[Start of Attachment]

pub mod loader;
pub mod polars_utils;

pub use loader::read_lar_csv;
pub use polars_utils::{any_to_opt_string, any_to_string};
//! Ordered step execution over one frame.
//!
//! The cleaning run is a fixed sequence of steps, each mutating the frame in
//! place. Data flows strictly forward; a step never reads the output of a
//! later one.
//!
//! # Standard Pipeline Order
//!
//! 1. Drop the irrelevant columns
//! 2. Sentinel row filters (not-available labels, purpose 5, age 8888,
//!    the 1111 exemption code, `Exempt`)
//! 3. Code-to-label remapping per codelist
//! 4. Boolean derivation from single-valued coded columns
//! 5. Text normalization of the derived categorical columns
//! 6. In-place value rewrites
//! 7. Multi-valued field group expansion
//! 8. Drop rows with missing required values

use std::time::Instant;

use anyhow::{Context, Result};
use polars::prelude::DataFrame;
use tracing::debug;

use hmda_model::codebook;

use crate::derive::BooleanDeriveStep;
use crate::expand::ExpandGroupStep;
use crate::filter::{DropIncompleteStep, SentinelFilterStep};
use crate::map::CodelistMapStep;
use crate::normalize::TextNormalizeStep;
use crate::prune::DropColumnsStep;
use crate::report::CleanReport;
use crate::rewrite::ValueRewriteStep;

/// A single step in the cleaning pipeline.
pub trait CleanStep {
    /// Execute this step, mutating the frame in place. Steps that discover
    /// diagnostics (unmapped codes) record them on the report; row counts are
    /// recorded by the pipeline itself.
    fn apply(&self, df: &mut DataFrame, report: &mut CleanReport) -> Result<()>;

    /// Name for diagnostics and error context.
    fn step_name(&self) -> &str;
}

/// An ordered pipeline of cleaning steps.
pub struct CleaningPipeline {
    steps: Vec<Box<dyn CleanStep>>,
}

impl Default for CleaningPipeline {
    fn default() -> Self {
        Self::new()
    }
}

impl CleaningPipeline {
    pub fn new() -> Self {
        Self { steps: Vec::new() }
    }

    pub fn add_step(mut self, step: Box<dyn CleanStep>) -> Self {
        self.steps.push(step);
        self
    }

    /// Step names in execution order.
    pub fn step_names(&self) -> Vec<&str> {
        self.steps.iter().map(|step| step.step_name()).collect()
    }

    /// Execute all steps in order, recording row counts around each.
    pub fn execute(&self, df: &mut DataFrame, report: &mut CleanReport) -> Result<()> {
        for step in &self.steps {
            let rows_in = df.height();
            let start = Instant::now();
            step.apply(df, report)
                .with_context(|| format!("step `{}`", step.step_name()))?;
            let rows_out = df.height();
            report.record_step(step.step_name(), rows_in, rows_out);
            debug!(
                step = step.step_name(),
                rows_in,
                rows_out,
                duration_ms = start.elapsed().as_millis(),
                "step complete"
            );
        }
        Ok(())
    }
}

/// Build the full cleaning pipeline for the 2024 LAR release.
pub fn build_default_pipeline() -> CleaningPipeline {
    let mut pipeline = CleaningPipeline::new()
        .add_step(Box::new(DropColumnsStep::new(codebook::DROPPED_COLUMNS)));
    for filter in codebook::SENTINEL_FILTERS {
        pipeline = pipeline.add_step(Box::new(SentinelFilterStep::new(filter)));
    }
    for codelist in codebook::CODELISTS {
        pipeline = pipeline.add_step(Box::new(CodelistMapStep::new(*codelist)));
    }
    pipeline = pipeline
        .add_step(Box::new(BooleanDeriveStep::new(codebook::BOOLEAN_RULES)))
        .add_step(Box::new(TextNormalizeStep::new(codebook::NORMALIZED_COLUMNS)))
        .add_step(Box::new(ValueRewriteStep::new(codebook::VALUE_REWRITES)));
    for group in codebook::FIELD_GROUPS {
        pipeline = pipeline.add_step(Box::new(ExpandGroupStep::new(*group)));
    }
    pipeline.add_step(Box::new(DropIncompleteStep::new(codebook::REQUIRED_COLUMNS)))
}
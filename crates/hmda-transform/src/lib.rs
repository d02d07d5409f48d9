pub mod data_utils;
pub mod derive;
pub mod expand;
pub mod filter;
pub mod map;
pub mod normalize;
pub mod pipeline;
pub mod prune;
pub mod report;
pub mod rewrite;

pub use derive::BooleanDeriveStep;
pub use expand::ExpandGroupStep;
pub use filter::{DropIncompleteStep, SentinelFilterStep};
pub use map::CodelistMapStep;
pub use normalize::{TextNormalizeStep, sanitize_categorical};
pub use pipeline::{CleanStep, CleaningPipeline, build_default_pipeline};
pub use prune::DropColumnsStep;
pub use report::{CleanReport, StepCounts};
pub use rewrite::ValueRewriteStep;
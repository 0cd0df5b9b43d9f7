//! # HTTP Client
//!
//! [`HttpRequestClient`] is the production [`RequestClient`]: a thin adapter over
//! `reqwest::Client`. It is cheap to clone and safe to share across tasks.

use crate::client_trait::RequestClient;
use crate::error::FetchError;
use crate::request::{ApiRequest, ApiResponse, Method};
use async_trait::async_trait;
use reqwest::header::{HeaderMap, HeaderValue, ACCEPT};
use std::time::Duration;
use tracing::debug;

/// `reqwest`-backed request client.
#[derive(Clone)]
pub struct HttpRequestClient {
    http: reqwest::Client,
}

impl HttpRequestClient {
    /// Builds a client that asks for JSON and gives up on a request after `timeout`.
    pub fn new(timeout: Duration) -> Result<Self, FetchError> {
        let mut headers = HeaderMap::new();
        headers.insert(ACCEPT, HeaderValue::from_static("application/json"));

        let http = reqwest::Client::builder()
            .timeout(timeout)
            .default_headers(headers)
            .build()
            .map_err(|e| FetchError::Transport(format!("failed to create HTTP client: {e}")))?;

        Ok(Self { http })
    }
}

fn to_reqwest(method: Method) -> reqwest::Method {
    match method {
        Method::Get => reqwest::Method::GET,
        Method::Post => reqwest::Method::POST,
        Method::Patch => reqwest::Method::PATCH,
        Method::Delete => reqwest::Method::DELETE,
    }
}

#[async_trait]
impl RequestClient for HttpRequestClient {
    #[tracing::instrument(skip(self, request), fields(method = %request.method, url = %request.url))]
    async fn request(&self, request: ApiRequest) -> Result<ApiResponse, FetchError> {
        let mut builder = self
            .http
            .request(to_reqwest(request.method), &request.url)
            .query(&request.query);
        if let Some(body) = request.body {
            builder = builder.body(body);
        }

        let response = builder.send().await?;
        let status = response.status().as_u16();
        // Reading the body consumes the response and hands the connection back.
        let body = response.bytes().await?.to_vec();
        debug!(status, bytes = body.len(), "Response received");

        Ok(ApiResponse { status, body })
    }
}
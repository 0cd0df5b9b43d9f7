//! # Purchase Requisition Caller
//!
//! The orchestrator: takes the identifiers and operation names of one run,
//! launches one task per known operation and waits for all of them.
//!
//! ## Outcome reporting
//!
//! [`PurchaseRequisitionCaller::run`] returns nothing. Each fetch step reports to
//! the injected [`FetchLogger`]; failures stop only the branch they happen in and
//! are never propagated to the caller.
//!
//! ## Dependency injection
//!
//! The request client and logger are passed in at construction, so tests can
//! run the real chains against
//! [`MockRequestClient`](odata_framework::mock::MockRequestClient) and
//! [`MemoryLogger`](odata_framework::mock::MemoryLogger).
//!
//! ```rust
//! use odata_framework::mock::{MemoryLogger, MockRequestClient};
//! use purchase_requisition_reads::caller::PurchaseRequisitionCaller;
//! use purchase_requisition_reads::model::RequestIdentifiers;
//! use std::sync::Arc;
//!
//! #[tokio::main]
//! async fn main() {
//!     let mock = MockRequestClient::new();
//!     mock.expect_get("http://host/API_PURCHASEREQ_PROCESS_SRV/A_PurReqnAcctAssgmt")
//!         .return_body(r#"{"d":{"results":[]}}"#);
//!     let logger = Arc::new(MemoryLogger::new());
//!
//!     let caller =
//!         PurchaseRequisitionCaller::new("http://host", Arc::new(mock.clone()), logger.clone())
//!             .unwrap();
//!     caller.run(&RequestIdentifiers::new("10000001", "10"), &["ItemAccount", "Bogus"]).await;
//!
//!     assert_eq!(logger.len(), 1);
//!     mock.verify();
//! }
//! ```

mod chains;

use crate::model::{RequestIdentifiers, SERVICE};
use crate::operation::Operation;
use odata_framework::{FetchLogger, Fetcher, RequestClient};
use std::sync::Arc;
use tracing::{debug, error, info_span, Instrument};
use url::Url;

/// Runs retrieval operations against one purchase requisition service.
///
/// Cloning is cheap; clones share the client and logger.
#[derive(Clone)]
pub struct PurchaseRequisitionCaller {
    /// `{base_url}/API_PURCHASEREQ_PROCESS_SRV/`; the trailing slash makes
    /// relative links join below the service.
    service_root: Url,
    fetcher: Fetcher,
}

impl PurchaseRequisitionCaller {
    /// Fails only when `base_url` is not an absolute URL.
    pub fn new(
        base_url: &str,
        client: Arc<dyn RequestClient>,
        logger: Arc<dyn FetchLogger>,
    ) -> Result<Self, url::ParseError> {
        let service_root = Url::parse(&format!("{}/{}/", base_url.trim_end_matches('/'), SERVICE))?;
        Ok(Self {
            service_root,
            fetcher: Fetcher::new(client, logger),
        })
    }

    /// Runs every known operation in `operations` concurrently and returns once
    /// all of them have finished.
    ///
    /// Unknown names are skipped and repeated names run once. A failing branch
    /// never affects its siblings, and `run` itself cannot fail.
    pub async fn run<S: AsRef<str>>(&self, ids: &RequestIdentifiers, operations: &[S]) {
        let mut requested: Vec<Operation> = Vec::with_capacity(operations.len());
        for name in operations {
            let name = name.as_ref();
            match Operation::from_name(name) {
                Some(op) if requested.contains(&op) => {
                    debug!(operation = name, "Repeated operation skipped")
                }
                Some(op) => requested.push(op),
                None => debug!(operation = name, "Unknown operation skipped"),
            }
        }

        let mut handles = Vec::with_capacity(requested.len());
        for op in requested {
            let caller = self.clone();
            let ids = ids.clone();
            let span = info_span!("operation", name = %op);
            let handle =
                tokio::spawn(async move { caller.execute(op, &ids).await }.instrument(span));
            handles.push((op, handle));
        }

        for (op, handle) in handles {
            // A panicking branch is reported like any other failure.
            if let Err(e) = handle.await {
                error!(operation = %op, error = %e, "Operation task failed");
            }
        }
    }

    /// Runs the chain behind `op` on the current task.
    pub async fn execute(&self, op: Operation, ids: &RequestIdentifiers) {
        debug!(operation = %op, ?ids, "Operation started");
        match op {
            Operation::Header => {
                self.header(ids).await;
            }
            Operation::Item => {
                self.item(ids).await;
            }
            Operation::ItemDeliveryAddress => {
                self.item_delivery_address(ids).await;
            }
            Operation::ItemAccount => {
                self.item_account(ids).await;
            }
            Operation::PurchasingDocument => {
                self.purchasing_document(ids).await;
            }
        }
        debug!(operation = %op, "Operation finished");
    }
}
#[tokio::test]
async fn test_relative_links_resolve_against_service_root() {
    let mock = MockRequestClient::new();
    mock.expect_get(url("A_PurchaseRequisitionHeader"))
        .return_body(header_body(Some(
            "A_PurchaseRequisitionHeader('10000001')/to_PurchaseReqnItem",
        )));
    mock.expect_get(items_link()).return_body(EMPTY);
    let logger = Arc::new(MemoryLogger::new());

    caller(&mock, &logger).run(&ids(), &["Header"]).await;

    assert_eq!(mock.call_count(), 2);
    assert!(logger.failures().is_empty());
    mock.verify();
}

#[tokio::test]
async fn test_root_relative_links_keep_a_single_service_path() {
    let mock = MockRequestClient::new();
    mock.expect_get(url("A_PurchaseRequisitionHeader"))
        .return_body(header_body(Some(
            "/odata/API_PURCHASEREQ_PROCESS_SRV/A_PurchaseRequisitionHeader('10000001')/to_PurchaseReqnItem",
        )));
    mock.expect_get(items_link()).return_body(EMPTY);
    let logger = Arc::new(MemoryLogger::new());

    caller(&mock, &logger).run(&ids(), &["Header"]).await;

    assert_eq!(mock.call_count(), 2);
    assert!(logger.failures().is_empty());
    mock.verify();
}

#[tokio::test]
async fn test_failed_first_step_stops_only_its_chain() {
    let mock = MockRequestClient::new();
    mock.expect_get(url("A_PurchaseRequisitionHeader"))
        .return_status(500, "internal error");
    mock.expect_get(url("A_PurReqnAcctAssgmt"))
        .with_filter(ITEM_FILTER)
        .return_body(account_body());
    let logger = Arc::new(MemoryLogger::new());

    caller(&mock, &logger)
        .run(&ids(), &["Header", "ItemAccount"])
        .await;

    assert_eq!(mock.call_count(), 2);
    let failures = logger.failures();
    assert_eq!(failures.len(), 1);
    assert_eq!(failures[0].entity_set, "A_PurchaseRequisitionHeader");
    assert!(matches!(
        &failures[0].outcome,
        Outcome::Failed(FetchError::Transport(message)) if message.starts_with("HTTP 500")
    ));
    assert_eq!(fetched(&logger, "A_PurReqnAcctAssgmt"), vec![1]);
    mock.verify();
}

#[tokio::test]
async fn test_failed_middle_step_stops_the_rest_of_the_chain() {
    let mock = MockRequestClient::new();
    mock.expect_get(url("A_PurchaseRequisitionHeader"))
        .return_body(header_body(Some(&items_link())));
    mock.expect_get(items_link())
        .return_err(FetchError::Transport("connection reset".into()));
    let logger = Arc::new(MemoryLogger::new());

    caller(&mock, &logger).run(&ids(), &["Header"]).await;

    assert_eq!(mock.call_count(), 2);
    assert_eq!(mock.calls_to("to_PurchaseReqnDeliveryAddress"), 0);
    assert_eq!(mock.calls_to("to_PurchaseReqnAcctAssgmt"), 0);
    let failures = logger.failures();
    assert_eq!(failures.len(), 1);
    assert_eq!(failures[0].entity_set, "A_PurchaseRequisitionItem");
    assert_eq!(fetched(&logger, "A_PurchaseRequisitionHeader"), vec![1]);
    mock.verify();
}

#[tokio::test]
async fn test_undecodable_middle_step_stops_the_rest_of_the_chain() {
    let mock = MockRequestClient::new();
    mock.expect_get(url("A_PurchaseRequisitionItem"))
        .with_filter(ITEM_FILTER)
        .return_body(r#"{"d":{"results":[{"Material":"TG11"}]}}"#);
    let logger = Arc::new(MemoryLogger::new());

    caller(&mock, &logger).run(&ids(), &["Item"]).await;

    assert_eq!(mock.call_count(), 1);
    let failures = logger.failures();
    assert_eq!(failures.len(), 1);
    assert!(matches!(&failures[0].outcome, Outcome::Failed(e) if e.is_decode()));
    mock.verify();
}

#[tokio::test]
async fn test_fan_out_branches_are_isolated() {
    let mock = MockRequestClient::new();
    mock.expect_get(url("A_PurchaseRequisitionItem"))
        .with_filter(ITEM_FILTER)
        .return_body(item_body(Some(&delivery_link()), Some(&account_link())));
    mock.expect_get(delivery_link())
        .return_err(FetchError::Transport("connection reset".into()));
    mock.expect_get(account_link()).return_body(account_body());
    let logger = Arc::new(MemoryLogger::new());

    caller(&mock, &logger).run(&ids(), &["Item"]).await;

    assert_eq!(mock.call_count(), 3);
    let failures = logger.failures();
    assert_eq!(failures.len(), 1);
    assert_eq!(failures[0].entity_set, "A_PurReqAddDelivery");
    assert_eq!(fetched(&logger, "A_PurReqnAcctAssgmt"), vec![1]);
    mock.verify();
}

#[tokio::test]
async fn test_empty_parent_ends_chain_without_error() {
    let mock = MockRequestClient::new();
    mock.expect_get(url("A_PurchaseRequisitionHeader"))
        .return_body(EMPTY);
    let logger = Arc::new(MemoryLogger::new());

    caller(&mock, &logger).run(&ids(), &["Header"]).await;

    assert_eq!(mock.call_count(), 1);
    assert_eq!(fetched(&logger, "A_PurchaseRequisitionHeader"), vec![0]);
    assert!(logger.failures().is_empty());
    mock.verify();
}

#[tokio::test]
async fn test_missing_link_ends_branch_without_error() {
    let mock = MockRequestClient::new();
    mock.expect_get(url("A_PurchaseRequisitionItem"))
        .return_body(item_body(Some(&delivery_link()), None));
    mock.expect_get(delivery_link()).return_body(delivery_body());
    let logger = Arc::new(MemoryLogger::new());

    caller(&mock, &logger).run(&ids(), &["Item"]).await;

    assert_eq!(mock.call_count(), 2);
    assert_eq!(logger.len(), 2);
    assert!(logger.failures().is_empty());
    assert_eq!(mock.calls_to("to_PurchaseReqnAcctAssgmt"), 0);
    mock.verify();
}

#[tokio::test]
async fn test_header_without_item_link_stops_after_header() {
    let mock = MockRequestClient::new();
    mock.expect_get(url("A_PurchaseRequisitionHeader"))
        .return_body(header_body(None));
    let logger = Arc::new(MemoryLogger::new());

    caller(&mock, &logger).run(&ids(), &["Header"]).await;

    assert_eq!(mock.call_count(), 1);
    assert_eq!(fetched(&logger, "A_PurchaseRequisitionHeader"), vec![1]);
    mock.verify();
}
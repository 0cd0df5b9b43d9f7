//! Result shapes of the purchase requisition service, plus the identifiers a
//! run is keyed by.
//!
//! Records are read-only projections: they are fetched, logged and dropped.
//! Key fields are required, so a record without them fails to decode; every
//! other field is optional.

pub mod account;
pub mod delivery_address;
pub mod header;
pub mod identifiers;
pub mod item;
pub mod link;

pub use account::*;
pub use delivery_address::*;
pub use header::*;
pub use identifiers::*;
pub use item::*;
pub use link::*;

/// Name of the OData service every entity set belongs to.
pub const SERVICE: &str = "API_PURCHASEREQ_PROCESS_SRV";
//! # Fetch Log
//!
//! Every fetch step reports its outcome through a [`FetchLogger`]. The logger is
//! the only place results go: callers that launch fetch steps do not collect
//! their output. Production code uses [`TracingLogger`]; tests use
//! [`MemoryLogger`](crate::mock::MemoryLogger) to count and inspect entries.

use crate::error::FetchError;
use tracing::{debug, error, info};

/// Outcome of one fetch step.
#[derive(Debug, Clone, PartialEq)]
pub enum Outcome {
    /// The step succeeded. `payload` is the `Debug` rendering of the records.
    Fetched { records: usize, payload: String },
    Failed(FetchError),
}

/// One structured log record, emitted exactly once per fetch step.
#[derive(Debug, Clone, PartialEq)]
pub struct LogEntry {
    pub entity_set: &'static str,
    pub url: String,
    pub outcome: Outcome,
}

impl LogEntry {
    pub fn is_failure(&self) -> bool {
        matches!(self.outcome, Outcome::Failed(_))
    }
}

/// Sink for fetch step outcomes. Shared by all concurrently running branches.
pub trait FetchLogger: Send + Sync {
    fn record(&self, entry: LogEntry);
}

/// Writes entries to the `tracing` subscriber: successes at `info`, with the
/// full payload at `debug`, failures at `error`.
#[derive(Debug, Clone, Copy, Default)]
pub struct TracingLogger;

impl FetchLogger for TracingLogger {
    fn record(&self, entry: LogEntry) {
        let LogEntry {
            entity_set,
            url,
            outcome,
        } = entry;
        match outcome {
            Outcome::Fetched { records, payload } => {
                info!(entity_set, %url, records, "Fetched");
                debug!(entity_set, %payload, "Payload");
            }
            Outcome::Failed(e) => {
                error!(entity_set, %url, error = %e, "Fetch failed");
            }
        }
    }
}
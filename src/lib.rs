//! # Purchase Requisition Reads
//!
//! Reads purchase requisition data from the SAP S/4HANA purchase requisition
//! OData service (`API_PURCHASEREQ_PROCESS_SRV`).
//!
//! One run takes a request description (requisition number, item number,
//! purchasing document and item, plus a list of operation names) and performs
//! every requested operation concurrently. Operations that read more than one
//! entity set follow the relation links of the records they receive, so the
//! child requests always hit exactly what the service says belongs to the
//! parent.
//!
//! ## Failure isolation
//!
//! Every fetch step reports its outcome to a [`FetchLogger`](odata_framework::FetchLogger).
//! A failing step ends its own chain and nothing else: sibling operations, and
//! the sibling branch of a fan-out, keep going. The run as a whole always
//! completes.
//!
//! ## Module Tour
//!
//! - [`caller`]: the orchestrator and the five fetch chains.
//! - [`operation`]: operation names and `accepter` expansion.
//! - [`query`]: `$filter` predicates per entity set.
//! - [`model`]: record shapes and relation links.
//! - [`input`]: the request description file.
//! - [`config`]: environment configuration.
//!
//! Transport, decoding, logging and test doubles live in the
//! [`odata_framework`] crate.
//!
//! ## Running
//!
//! ```bash
//! RUST_LOG=info cargo run -- ./Inputs/SDC_Purchase_Requisition_Header_sample.json
//! ```

pub mod caller;
pub mod config;
pub mod input;
pub mod model;
pub mod operation;
pub mod query;
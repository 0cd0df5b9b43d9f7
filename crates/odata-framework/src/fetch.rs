//! # Fetch Step
//!
//! This module defines the [`Fetcher`], which performs a single request/decode
//! round-trip for a typed entity set and reports the outcome.
//!
//! ## Operations
//!
//! * **fetch**:
//!     1. Sends the request through the shared [`RequestClient`].
//!     2. Turns a non-success status into [`FetchError::Transport`].
//!     3. Decodes the body with [`decode_collection`] into `Vec<T>`.
//!
//! * **step**:
//!     1. Runs `fetch`.
//!     2. Records exactly one [`LogEntry`] with the outcome.
//!     3. Returns `Some(records)` on success and `None` on failure, so the caller
//!        can stop its chain with `?`.

use crate::client_trait::RequestClient;
use crate::entity::{decode_collection, ODataEntity};
use crate::error::{FetchError, FetchResult};
use crate::log::{FetchLogger, LogEntry, Outcome};
use crate::request::ApiRequest;
use std::sync::Arc;
use tracing::debug;

const ERROR_BODY_SNIPPET: usize = 200;

/// Dependency bundle for fetch steps: the request client and the logger.
///
/// Cloning is cheap (two `Arc`s), so every concurrently running branch gets its
/// own handle to the same client and logger.
#[derive(Clone)]
pub struct Fetcher {
    client: Arc<dyn RequestClient>,
    logger: Arc<dyn FetchLogger>,
}

impl Fetcher {
    pub fn new(client: Arc<dyn RequestClient>, logger: Arc<dyn FetchLogger>) -> Self {
        Self { client, logger }
    }

    /// Performs one request and decodes the response into records of shape `T`.
    pub async fn fetch<T: ODataEntity>(&self, request: ApiRequest) -> FetchResult<T> {
        debug!(entity_set = T::ENTITY_SET, url = %request.url, filter = ?request.filter(), "Fetch");
        let response = self.client.request(request).await?;

        if !response.is_success() {
            let body = String::from_utf8_lossy(&response.body);
            return Err(FetchError::Transport(format!(
                "HTTP {}: {}",
                response.status,
                body.chars().take(ERROR_BODY_SNIPPET).collect::<String>()
            )));
        }

        decode_collection(&response.body)
    }

    /// Runs [`fetch`](Self::fetch), logs the outcome and converts a failure into `None`.
    pub async fn step<T: ODataEntity>(&self, request: ApiRequest) -> Option<Vec<T>> {
        let url = request.url.clone();
        let result = self.fetch::<T>(request).await;

        let outcome = match &result {
            Ok(records) => Outcome::Fetched {
                records: records.len(),
                payload: format!("{records:?}"),
            },
            Err(e) => Outcome::Failed(e.clone()),
        };
        self.logger.record(LogEntry {
            entity_set: T::ENTITY_SET,
            url,
            outcome,
        });

        result.ok()
    }
}
//! Reads one request description and runs the requested operations against the
//! configured service.
//!
//! See [`purchase_requisition_reads::config`] for the environment variables.

use clap::Parser;
use odata_framework::tracing::setup_tracing;
use odata_framework::{HttpRequestClient, TracingLogger};
use purchase_requisition_reads::caller::PurchaseRequisitionCaller;
use purchase_requisition_reads::config::{Config, INPUT_PATH_VAR};
use purchase_requisition_reads::input::read_request;
use std::path::PathBuf;
use std::sync::Arc;
use tracing::{info, Instrument};

#[derive(Parser, Debug)]
#[command(
    name = "purchase-requisition-reads",
    version,
    about = "Read purchase requisition data from the SAP purchase requisition OData service"
)]
struct Cli {
    /// Request description file
    /// [default: ./Inputs/SDC_Purchase_Requisition_Header_sample.json]
    #[arg(value_name = "INPUT", env = INPUT_PATH_VAR)]
    input: Option<PathBuf>,
}

#[tokio::main]
async fn main() -> Result<(), String> {
    let cli = Cli::parse();
    setup_tracing();

    let mut config = Config::from_env().map_err(|e| e.to_string())?;
    if let Some(path) = cli.input {
        config = config.with_input_path(path);
    }
    info!(base_url = %config.base_url, input = %config.input_path.display(), "Starting");

    let description = read_request(&config.input_path).map_err(|e| e.to_string())?;
    let ids = description.identifiers();
    let operations = description.operations();

    let client = HttpRequestClient::new(config.timeout).map_err(|e| e.to_string())?;
    let caller =
        PurchaseRequisitionCaller::new(&config.base_url, Arc::new(client), Arc::new(TracingLogger))
            .map_err(|e| e.to_string())?;

    let span = tracing::info_span!("run", requisition = %ids.document_id);
    async {
        info!(?operations, "Running operations");
        caller.run(&ids, &operations).await;
    }
    .instrument(span)
    .await;

    // Fetch failures are logged per step and do not change the exit status.
    info!("Run finished");
    Ok(())
}
//! # Fetch Errors
//!
//! This module defines the error taxonomy shared by every fetch step. A step can
//! fail in exactly two ways: the request never produced a usable response
//! ([`FetchError::Transport`]) or the response body did not have the expected
//! shape ([`FetchError::Decode`]). Callers treat both the same way; the variant
//! only adds detail to the log entry.

/// Errors that can occur while fetching an entity set.
#[derive(Debug, Clone, PartialEq, thiserror::Error)]
pub enum FetchError {
    /// The request could not be sent, the response could not be read, or the
    /// server answered with a non-success status.
    #[error("API request error: {0}")]
    Transport(String),

    /// The response body did not decode into the expected entity shape.
    #[error("convert error: {0}")]
    Decode(String),
}

impl FetchError {
    pub fn is_transport(&self) -> bool {
        matches!(self, FetchError::Transport(_))
    }

    pub fn is_decode(&self) -> bool {
        matches!(self, FetchError::Decode(_))
    }
}

impl From<reqwest::Error> for FetchError {
    fn from(e: reqwest::Error) -> Self {
        FetchError::Transport(e.to_string())
    }
}

impl From<serde_json::Error> for FetchError {
    fn from(e: serde_json::Error) -> Self {
        FetchError::Decode(e.to_string())
    }
}

/// Result of a single fetch step: the decoded records in server order.
pub type FetchResult<T> = Result<Vec<T>, FetchError>;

[End of Attachment]

AIM OF THE TASK = Going through the listing above, copy out every line that has the string "TextNormalizeStep".

EXERCISE ANSWER =
use crate::normalize::TextNormalizeStep;
        .add_step(Box::new(TextNormalizeStep::new(codebook::NORMALIZED_COLUMNS)))
pub use normalize::{TextNormalizeStep, sanitize_categorical};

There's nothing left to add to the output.